LETTER TO THE EDITOR

Medicaid expansion is good business

6/15/2013

I favor Gov. John Kasich’s proposal to expand Medicaid coverage in Ohio to families with incomes of up to 138 percent of the federal poverty level (“Ohio Senate drops Medicaid expansion,” June 6).

In the 45 years since I first picked up a mop for my family’s building services business, where the workers are members of a union, I have seen the federal hourly minimum wage slip from $10.69 (in today’s dollars) to $7.25. Although our company has always paid our employees a wage over the federal minimum, our workers’ real compensation has shrunk over the years. All of this was in response to the competitive pressures of the market.

Fringe benefits are also a story of retreat. Our business used to provide health insurance and a contribution to our union’s pension plan, but such benefits are virtually unheard of in our industry in Toledo today. The market forces that pushed wages lower also worked to eliminate most of the fringe benefits we once provided.

None of this should surprise anyone. A market-driven economy, while certainly the best allocator of resources, does not consider fairness or justice as it sets compensation levels.

The laws of supply and demand contain no provisos that wages must be sufficient to sustain a decent standard of living. And yet as a nation, we think that our citizens should not starve to death, or freeze to death, or go without health care of some sort.
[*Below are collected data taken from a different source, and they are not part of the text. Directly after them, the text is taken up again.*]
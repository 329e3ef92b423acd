//! Argument synthesis engine.
//!
//! Given a call whose argument list omits some parameters, the engine
//! produces a complete argument list:
//!
//! - [`candidates`] qualifies and ranks the overloads returned by the
//!   analysis collaborator and implements the two-phase choice protocol
//! - [`filter`] decides which parameters still need an argument
//! - [`synthesize`] builds a value for each of them, recursing into
//!   nested constructor calls
//! - [`plan`] collects the values into an [`ArgumentPlan`]
//! - [`format`] applies the plan to the call site text
//! - [`import_edit`] adds the imports shortened references rely on
//!
//! The engine never parses source files itself.  Candidates come from a
//! [`CallAnalysis`] implementation and constructors for nested values
//! from a [`TypeLookup`]; the call site is described by an
//! [`ArgumentListSite`].

pub mod candidates;
pub mod dummy;
pub mod filter;
pub mod format;
pub mod import_edit;
pub mod plan;
pub mod synthesize;

use std::ops::Range;

pub use candidates::{CallAnalysis, Selection};
pub use synthesize::{RecursionGuard, Synthesizer, TypeLookup};

use crate::fill::dummy::ValueCorpus;
use crate::fill::import_edit::ImportScope;
use crate::types::{ArgumentListSite, ArgumentPlan, CallCandidate, Callee, FillPolicy};

/// Reasons a fill produces no edit.
#[derive(Debug, thiserror::Error, PartialEq, Eq)]
pub enum FillError {
    #[error("no candidate has arguments left to fill")]
    NotApplicable,
    #[error("cannot resolve {0}")]
    UnresolvableTarget(String),
    #[error("argument list cannot be edited: {0}")]
    MutationFailure(String),
    #[error("choice {index} is out of range ({available} candidates)")]
    InvalidChoice { index: usize, available: usize },
}

/// A replacement of a byte range of the document.
#[derive(Debug, Clone, PartialEq, Eq)]
pub struct TextChange {
    pub range: Range<usize>,
    pub new_text: String,
}

impl TextChange {
    pub fn insert(offset: usize, new_text: impl Into<String>) -> Self {
        Self {
            range: offset..offset,
            new_text: new_text.into(),
        }
    }

    pub fn replace(range: Range<usize>, new_text: impl Into<String>) -> Self {
        Self {
            range,
            new_text: new_text.into(),
        }
    }

    /// Change in document length caused by this change.
    fn delta(&self) -> isize {
        self.new_text.len() as isize - self.range.len() as isize
    }
}

/// The result of a successful fill.
#[derive(Debug, Clone, PartialEq)]
pub struct FillOutcome {
    pub plan: ArgumentPlan,
    /// Non-overlapping changes, sorted by start offset.
    pub changes: Vec<TextChange>,
    /// Cursor stops in the coordinates of the edited document.
    pub cursor_stops: Vec<Range<usize>>,
}

/// Collaborators for one fill.
pub struct FillContext<'a> {
    pub policy: &'a FillPolicy,
    pub lookup: &'a dyn TypeLookup,
    pub corpus: &'a mut dyn ValueCorpus,
    /// Previews and headless runs are not interactive.
    pub interactive: bool,
}

/// Resolve the callee and keep the candidates worth filling.
pub fn propose(
    analysis: &dyn CallAnalysis,
    callee: &Callee,
    site: &ArgumentListSite,
) -> Result<Vec<CallCandidate>, FillError> {
    let resolved = analysis.resolve_candidates(callee);
    if resolved.is_empty() {
        return Err(FillError::UnresolvableTarget(format!("call to `{}`", callee.name)));
    }
    let qualifying = candidates::qualifying_candidates(resolved, site.supplied_argument_count());
    tracing::debug!(
        "{} qualifying candidate(s) for `{}`",
        qualifying.len(),
        callee.name
    );
    if qualifying.is_empty() {
        return Err(FillError::NotApplicable);
    }
    Ok(qualifying)
}

/// Fill the argument list at `site` for the chosen candidate.
pub fn fill(
    source: &str,
    site: &ArgumentListSite,
    candidate: &CallCandidate,
    ctx: FillContext<'_>,
) -> Result<FillOutcome, FillError> {
    check_site(source, site)?;

    let eligible =
        filter::eligible_parameters(candidate, &site.arguments, ctx.policy, site.has_trailing_lambda);
    let mut guard = RecursionGuard::new(ctx.policy.max_nesting_depth);
    let mut synthesizer = Synthesizer::new(ctx.policy, ctx.lookup, ctx.corpus);
    let plan = plan::build_plan(&eligible, &mut synthesizer, &mut guard);
    if plan.is_empty() {
        return Err(FillError::NotApplicable);
    }

    let scope = ImportScope::from_source(source);
    let package_classes = ctx.lookup.package_classes(&scope.package);
    let scope = scope.with_package_classes(package_classes);
    let edit = format::format_arguments(site, &plan, ctx.policy, &scope, ctx.interactive);

    let mut changes = scope.import_changes(&edit.imports);
    let shift: isize = changes
        .iter()
        .filter(|c| c.range.start <= edit.range.start)
        .map(TextChange::delta)
        .sum();
    let base = (edit.range.start as isize + shift).max(0) as usize;
    let cursor_stops = edit
        .cursor_stops
        .iter()
        .map(|r| base + r.start..base + r.end)
        .collect();

    changes.push(TextChange::replace(edit.range, edit.new_text));
    changes.sort_by_key(|c| c.range.start);

    Ok(FillOutcome {
        plan,
        changes,
        cursor_stops,
    })
}

/// The site must still describe a parenthesized list of `source`.
fn check_site(source: &str, site: &ArgumentListSite) -> Result<(), FillError> {
    let bytes = source.as_bytes();
    let valid = site.open_paren < site.close_paren
        && bytes.get(site.open_paren) == Some(&b'(')
        && bytes.get(site.close_paren) == Some(&b')')
        && site
            .arguments
            .iter()
            .all(|a| a.span.start > site.open_paren && a.span.end <= site.close_paren);
    if valid {
        Ok(())
    } else {
        Err(FillError::MutationFailure(format!(
            "no argument list at {}..{}",
            site.open_paren, site.close_paren
        )))
    }
}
To prevent those outcomes, we have mandated that our society, generally through our governing bodies, provide assistance with food, housing, and medical care. But in this last field, as much research shows, we have been sorely lacking, especially with regard to the working poor.

Now our Republican governor, supported by many (but apparently not enough) Republican state lawmakers, has offered a plan to provide needed medical assistance to the working poor, with virtually all the money coming from the federal government. It stuns me that some lawmakers, in their zeal to derail the Affordable Care Act, will refuse to allow Ohio to participate in this plan.

As a recent Rand Corp. study indicates, states that do not expand their Medicaid coverage as provided in the Affordable Care Act will give up billions of dollars in federal payments and incur substantial bills for uncompensated care. At the same time, these states will deny access to millions of their residents who would otherwise be covered.

As an employer who has seen the increasing need for affordable medical care for hard-working and poorly paid people who do the unglamorous tasks of our society, I hope the reluctant members of our state legislature will have a change of heart.

LAWRENCE FRIEDMAN
Sylvania

Editor’s note: The writer is co-owner and president of Toledo Building Services Co.